> **EXERCISE OBJECTIVE**
Because the material must match the original, reproduce every line of it exactly.
______
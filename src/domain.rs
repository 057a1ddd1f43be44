use std::fmt;
use std::str::FromStr;

use clap::ValueEnum;
use serde::{Deserialize, Serialize};

use crate::error::RefProtError;

pub const NCBI_PROTEIN_URL: &str = "https://www.ncbi.nlm.nih.gov/protein";

#[derive(Debug, Clone, Copy, PartialEq, Eq, Hash, Serialize, Deserialize, ValueEnum)]
#[serde(rename_all = "snake_case")]
#[value(rename_all = "snake_case")]
pub enum AssemblyLevel {
    CompleteGenome,
    Chromosome,
    Scaffold,
    Contig,
}

impl AssemblyLevel {
    /// Value as it appears in the NCBI `[Assembly Level]` field.
    pub fn ncbi_label(self) -> &'static str {
        match self {
            AssemblyLevel::CompleteGenome => "Complete Genome",
            AssemblyLevel::Chromosome => "Chromosome",
            AssemblyLevel::Scaffold => "Scaffold",
            AssemblyLevel::Contig => "Contig",
        }
    }
}

impl fmt::Display for AssemblyLevel {
    fn fmt(&self, f: &mut fmt::Formatter<'_>) -> fmt::Result {
        match self {
            AssemblyLevel::CompleteGenome => write!(f, "complete_genome"),
            AssemblyLevel::Chromosome => write!(f, "chromosome"),
            AssemblyLevel::Scaffold => write!(f, "scaffold"),
            AssemblyLevel::Contig => write!(f, "contig"),
        }
    }
}

impl FromStr for AssemblyLevel {
    type Err = RefProtError;

    fn from_str(value: &str) -> Result<Self, Self::Err> {
        match value.trim().to_ascii_lowercase().replace('-', "_").as_str() {
            "complete_genome" => Ok(AssemblyLevel::CompleteGenome),
            "chromosome" => Ok(AssemblyLevel::Chromosome),
            "scaffold" => Ok(AssemblyLevel::Scaffold),
            "contig" => Ok(AssemblyLevel::Contig),
            _ => Err(RefProtError::InvalidAssemblyLevel(value.to_string())),
        }
    }
}

#[derive(Debug, Clone, PartialEq, Eq)]
pub struct RetrievalRequest {
    pub protein_name: String,
    pub organism: String,
    pub assembly_level: Option<AssemblyLevel>,
    pub biosample_query: Option<String>,
    pub contact_email: String,
}

/// Metadata stored alongside a cached sequence. Field names follow the
/// cache file format, so every field tolerates absence.
#[derive(Debug, Clone, PartialEq, Eq, Serialize, Deserialize, Default)]
pub struct SequenceMetadata {
    #[serde(default)]
    pub protein_length: Option<usize>,
    #[serde(default)]
    pub source_strain: Option<String>,
    #[serde(default)]
    pub ncbi_url: Option<String>,
    #[serde(default)]
    pub title: Option<String>,
    #[serde(default)]
    pub organism: Option<String>,
}

#[derive(Debug, Clone, PartialEq, Eq, Serialize)]
pub struct RetrievalResult {
    pub protein_name: String,
    pub accession: String,
    #[serde(skip_serializing)]
    pub raw_sequence_record: String,
    pub sequence_length: usize,
    pub source_strain: String,
    pub ncbi_url: String,
    pub title: String,
    pub organism_label: String,
    pub metadata_complete: bool,
}

impl RetrievalResult {
    pub fn metadata(&self) -> SequenceMetadata {
        SequenceMetadata {
            protein_length: Some(self.sequence_length),
            source_strain: Some(self.source_strain.clone()),
            ncbi_url: Some(self.ncbi_url.clone()),
            title: Some(self.title.clone()),
            organism: Some(self.organism_label.clone()),
        }
    }
}

pub fn protein_url(uid: &str) -> String {
    format!("{NCBI_PROTEIN_URL}/{uid}")
}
______
> **RESPONSE TO THE TASK**
filename src/domain.rs
repository 057a1ddd1f43be44
use std::fmt;
use std::str::FromStr;

use clap::ValueEnum;
use serde::{Deserialize, Serialize};

use crate::error::RefProtError;

pub const NCBI_PROTEIN_URL: &str = "https://www.ncbi.nlm.nih.gov/protein";

#[derive(Debug, Clone, Copy, PartialEq, Eq, Hash, Serialize, Deserialize, ValueEnum)]
#[serde(rename_all = "snake_case")]
#[value(rename_all = "snake_case")]
pub enum AssemblyLevel {
    CompleteGenome,
    Chromosome,
    Scaffold,
    Contig,
}

impl AssemblyLevel {
    /// Value as it appears in the NCBI `[Assembly Level]` field.
    pub fn ncbi_label(self) -> &'static str {
        match self {
            AssemblyLevel::CompleteGenome => "Complete Genome",
            AssemblyLevel::Chromosome => "Chromosome",
            AssemblyLevel::Scaffold => "Scaffold",
            AssemblyLevel::Contig => "Contig",
        }
    }
}

impl fmt::Display for AssemblyLevel {
    fn fmt(&self, f: &mut fmt::Formatter<'_>) -> fmt::Result {
        match self {
            AssemblyLevel::CompleteGenome => write!(f, "complete_genome"),
            AssemblyLevel::Chromosome => write!(f, "chromosome"),
            AssemblyLevel::Scaffold => write!(f, "scaffold"),
            AssemblyLevel::Contig => write!(f, "contig"),
        }
    }
}

impl FromStr for AssemblyLevel {
    type Err = RefProtError;

    fn from_str(value: &str) -> Result<Self, Self::Err> {
        match value.trim().to_ascii_lowercase().replace('-', "_").as_str() {
            "complete_genome" => Ok(AssemblyLevel::CompleteGenome),
            "chromosome" => Ok(AssemblyLevel::Chromosome),
            "scaffold" => Ok(AssemblyLevel::Scaffold),
            "contig" => Ok(AssemblyLevel::Contig),
            _ => Err(RefProtError::InvalidAssemblyLevel(value.to_string())),
        }
    }
}

#[derive(Debug, Clone, PartialEq, Eq)]
pub struct RetrievalRequest {
    pub protein_name: String,
    pub organism: String,
    pub assembly_level: Option<AssemblyLevel>,
    pub biosample_query: Option<String>,
    pub contact_email: String,
}

/// Metadata stored alongside a cached sequence. Field names follow the
/// cache file format, so every field tolerates absence.
#[derive(Debug, Clone, PartialEq, Eq, Serialize, Deserialize, Default)]
pub struct SequenceMetadata {
    #[serde(default)]
    pub protein_length: Option<usize>,
    #[serde(default)]
    pub source_strain: Option<String>,
    #[serde(default)]
    pub ncbi_url: Option<String>,
    #[serde(default)]
    pub title: Option<String>,
    #[serde(default)]
    pub organism: Option<String>,
}

#[derive(Debug, Clone, PartialEq, Eq, Serialize)]
pub struct RetrievalResult {
    pub protein_name: String,
    pub accession: String,
    #[serde(skip_serializing)]
    pub raw_sequence_record: String,
    pub sequence_length: usize,
    pub source_strain: String,
    pub ncbi_url: String,
    pub title: String,
    pub organism_label: String,
    pub metadata_complete: bool,
}

impl RetrievalResult {
    pub fn metadata(&self) -> SequenceMetadata {
        SequenceMetadata {
            protein_length: Some(self.sequence_length),
            source_strain: Some(self.source_strain.clone()),
            ncbi_url: Some(self.ncbi_url.clone()),
            title: Some(self.title.clone()),
            organism: Some(self.organism_label.clone()),
        }
    }
}

pub fn protein_url(uid: &str) -> String {
    format!("{NCBI_PROTEIN_URL}/{uid}")
}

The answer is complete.